* Data records

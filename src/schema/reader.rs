// src/schema/reader.rs

//! C3 Schema Reader — enumerates tables, columns, primary keys, declared
//! foreign keys, and indexes from the MySQL `information_schema` catalog.

use crate::config::MySqlConfig;
use crate::error::Error;
use crate::schema::model::{
    Column, Database, ForeignKey, Index, IndexKind, ReferentialAction, SchemaSnapshot,
    SkippedTable, Table,
};
use mysql::prelude::*;
use mysql::{Opts, OptsBuilder, Pool, PooledConn};
use tracing::{debug, info, warn};

/// Names excluded from the table list: dotfiles and temp/backup tables.
fn is_excluded_table_name(name: &str) -> bool {
    name.starts_with('.') || name.ends_with(".tmp") || name.ends_with(".bak")
}

pub struct SchemaReader {
    pool: Pool,
    database: String,
}

impl SchemaReader {
    pub fn connect(config: &MySqlConfig) -> crate::Result<Self> {
        let opts = OptsBuilder::default()
            .ip_or_hostname(Some(config.host.clone()))
            .tcp_port(config.port)
            .user(Some(config.user.clone()))
            .pass(Some(config.password.clone()))
            .db_name(Some(config.database.clone()));
        let opts: Opts = opts.into();

        let pool = Pool::new(opts).map_err(|source| Error::Connection {
            host: config.host.clone(),
            port: config.port,
            database: config.database.clone(),
            source,
        })?;

        // Fail fast: make sure at least one connection succeeds before
        // reporting this as a usable reader.
        pool.get_conn().map_err(|source| Error::Connection {
            host: config.host.clone(),
            port: config.port,
            database: config.database.clone(),
            source,
        })?;

        info!(
            host = %config.host,
            database = %config.database,
            "connected to mysql"
        );

        Ok(Self {
            pool,
            database: config.database.clone(),
        })
    }

    fn conn(&self) -> crate::Result<PooledConn> {
        Ok(self.pool.get_conn()?)
    }

    /// Build the full schema snapshot, honoring an optional table
    /// allowlist (empty means all tables). Per-table failures are logged
    /// and recorded in `skipped_tables`; the run proceeds with the subset
    /// that succeeded.
    pub fn read_snapshot(&self, table_allowlist: &[String]) -> crate::Result<SchemaSnapshot> {
        let mut snapshot = SchemaSnapshot::new(Database {
            name: self.database.clone(),
        });

        let table_names = self.list_table_names(table_allowlist)?;
        for name in table_names {
            match self.read_table(&name) {
                Ok(table) => {
                    snapshot.tables.insert(name, table);
                }
                Err(e) => {
                    warn!(table = %name, error = %e, "schema read failed for table, skipping");
                    snapshot.skipped_tables.push(SkippedTable {
                        name,
                        reason: e.to_string(),
                    });
                }
            }
        }

        for table in snapshot.tables.values_mut() {
            table.ensure_primary_key();
        }

        snapshot.foreign_keys = self.read_declared_foreign_keys(&snapshot)?;
        snapshot.indexes = self.read_indexes(&snapshot)?;

        Ok(snapshot)
    }

    fn list_table_names(&self, allowlist: &[String]) -> crate::Result<Vec<String>> {
        let mut conn = self.conn()?;
        let rows: Vec<String> = conn.exec(
            "SELECT TABLE_NAME FROM information_schema.TABLES \
             WHERE TABLE_SCHEMA = :db AND TABLE_TYPE IN ('BASE TABLE', 'VIEW')",
            mysql::params! { "db" => &self.database },
        )?;

        let names: Vec<String> = rows
            .into_iter()
            .filter(|name| !is_excluded_table_name(name))
            .filter(|name| allowlist.is_empty() || allowlist.contains(name))
            .collect();

        debug!(count = names.len(), "discovered tables");
        Ok(names)
    }

    fn read_table(&self, name: &str) -> crate::Result<Table> {
        let mut table = Table::new(name);
        let mut conn = self.conn()?;

        let columns: Vec<(String, String, String, Option<String>, String, Option<String>)> = conn
            .exec(
                "SELECT COLUMN_NAME, COLUMN_TYPE, IS_NULLABLE, COLUMN_DEFAULT, EXTRA, COLUMN_COMMENT \
                 FROM information_schema.COLUMNS \
                 WHERE TABLE_SCHEMA = :db AND TABLE_NAME = :table \
                 ORDER BY ORDINAL_POSITION",
                mysql::params! { "db" => &self.database, "table" => name },
            )?;

        for (col_name, col_type, nullable, default, extra, comment) in columns {
            table.columns.insert(
                col_name.clone(),
                Column {
                    name: col_name,
                    sql_type: col_type,
                    nullable: nullable.eq_ignore_ascii_case("YES"),
                    default,
                    auto_increment: extra.to_ascii_lowercase().contains("auto_increment"),
                    comment: comment.filter(|c| !c.is_empty()),
                },
            );
        }

        let pk_columns: Vec<String> = conn.exec(
            "SELECT COLUMN_NAME FROM information_schema.KEY_COLUMN_USAGE \
             WHERE TABLE_SCHEMA = :db AND TABLE_NAME = :table AND CONSTRAINT_NAME = 'PRIMARY' \
             ORDER BY ORDINAL_POSITION",
            mysql::params! { "db" => &self.database, "table" => name },
        )?;
        table.primary_keys = pk_columns;

        // Row-count estimation is best effort: a failure here warns but
        // does not fail the whole table read.
        let estimate: Option<(Option<u64>, Option<String>)> = conn
            .exec_first(
                "SELECT TABLE_ROWS, ENGINE FROM information_schema.TABLES \
                 WHERE TABLE_SCHEMA = :db AND TABLE_NAME = :table",
                mysql::params! { "db" => &self.database, "table" => name },
            )
            .unwrap_or(None);
        if let Some((row_count, engine)) = estimate {
            table.row_count = row_count;
            table.engine = engine;
        } else {
            warn!(table = %name, "row count estimate unavailable");
        }

        Ok(table)
    }

    fn read_declared_foreign_keys(
        &self,
        snapshot: &SchemaSnapshot,
    ) -> crate::Result<Vec<ForeignKey>> {
        let mut conn = self.conn()?;
        let rows: Vec<(
            String,
            String,
            String,
            Option<String>,
            Option<String>,
            String,
            String,
        )> = conn.exec(
            "SELECT kcu.CONSTRAINT_NAME, kcu.TABLE_NAME, kcu.COLUMN_NAME, \
                    kcu.REFERENCED_TABLE_NAME, kcu.REFERENCED_COLUMN_NAME, \
                    rc.UPDATE_RULE, rc.DELETE_RULE \
             FROM information_schema.KEY_COLUMN_USAGE kcu \
             JOIN information_schema.REFERENTIAL_CONSTRAINTS rc \
               ON rc.CONSTRAINT_SCHEMA = kcu.CONSTRAINT_SCHEMA \
              AND rc.CONSTRAINT_NAME = kcu.CONSTRAINT_NAME \
             WHERE kcu.CONSTRAINT_SCHEMA = :db AND kcu.REFERENCED_TABLE_NAME IS NOT NULL",
            mysql::params! { "db" => &self.database },
        )?;

        let mut fks = Vec::new();
        for (constraint_name, from_table, from_column, to_table, to_column, update_rule, delete_rule) in rows
        {
            let (Some(to_table), Some(to_column)) = (to_table, to_column) else {
                continue;
            };
            if !snapshot.has_table(&from_table) || !snapshot.has_table(&to_table) {
                // Referenced table was excluded or failed to read; skip
                // rather than fail the whole declared-FK read.
                continue;
            }
            let mut fk = ForeignKey::declared(
                constraint_name,
                from_table,
                from_column,
                to_table,
                to_column,
            );
            fk.on_update = parse_referential_action(&update_rule);
            fk.on_delete = parse_referential_action(&delete_rule);
            fks.push(fk);
        }
        Ok(fks)
    }

    fn read_indexes(&self, snapshot: &SchemaSnapshot) -> crate::Result<Vec<Index>> {
        let mut conn = self.conn()?;
        let rows: Vec<(String, String, String, i8, String)> = conn.exec(
            "SELECT INDEX_NAME, TABLE_NAME, COLUMN_NAME, NON_UNIQUE, INDEX_TYPE \
             FROM information_schema.STATISTICS \
             WHERE TABLE_SCHEMA = :db \
             ORDER BY TABLE_NAME, INDEX_NAME, SEQ_IN_INDEX",
            mysql::params! { "db" => &self.database },
        )?;

        let mut by_key: indexmap::IndexMap<(String, String), Index> = indexmap::IndexMap::new();
        for (index_name, table, column, non_unique, index_type) in rows {
            if !snapshot.has_table(&table) {
                continue;
            }
            let entry = by_key
                .entry((table.clone(), index_name.clone()))
                .or_insert_with(|| Index {
                    name: index_name,
                    table,
                    columns: Vec::new(),
                    unique: non_unique == 0,
                    kind: parse_index_kind(&index_type),
                });
            entry.columns.push(column);
        }

        Ok(by_key.into_values().collect())
    }
}

fn parse_referential_action(rule: &str) -> Option<ReferentialAction> {
    match rule.to_ascii_uppercase().as_str() {
        "CASCADE" => Some(ReferentialAction::Cascade),
        "SET NULL" => Some(ReferentialAction::SetNull),
        "RESTRICT" => Some(ReferentialAction::Restrict),
        "NO ACTION" => Some(ReferentialAction::NoAction),
        _ => None,
    }
}

fn parse_index_kind(index_type: &str) -> IndexKind {
    match index_type.to_ascii_uppercase().as_str() {
        "HASH" => IndexKind::Hash,
        "FULLTEXT" => IndexKind::FullText,
        "SPATIAL" => IndexKind::Spatial,
        _ => IndexKind::BTree,
    }
}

* Task prompt
Would you copy all lines in the records where the string "IndexKind" appears?

* Written solution
    Column, Database, ForeignKey, Index, IndexKind, ReferentialAction, SchemaSnapshot,
fn parse_index_kind(index_type: &str) -> IndexKind {
        "HASH" => IndexKind::Hash,
        "FULLTEXT" => IndexKind::FullText,
        "SPATIAL" => IndexKind::Spatial,
        _ => IndexKind::BTree,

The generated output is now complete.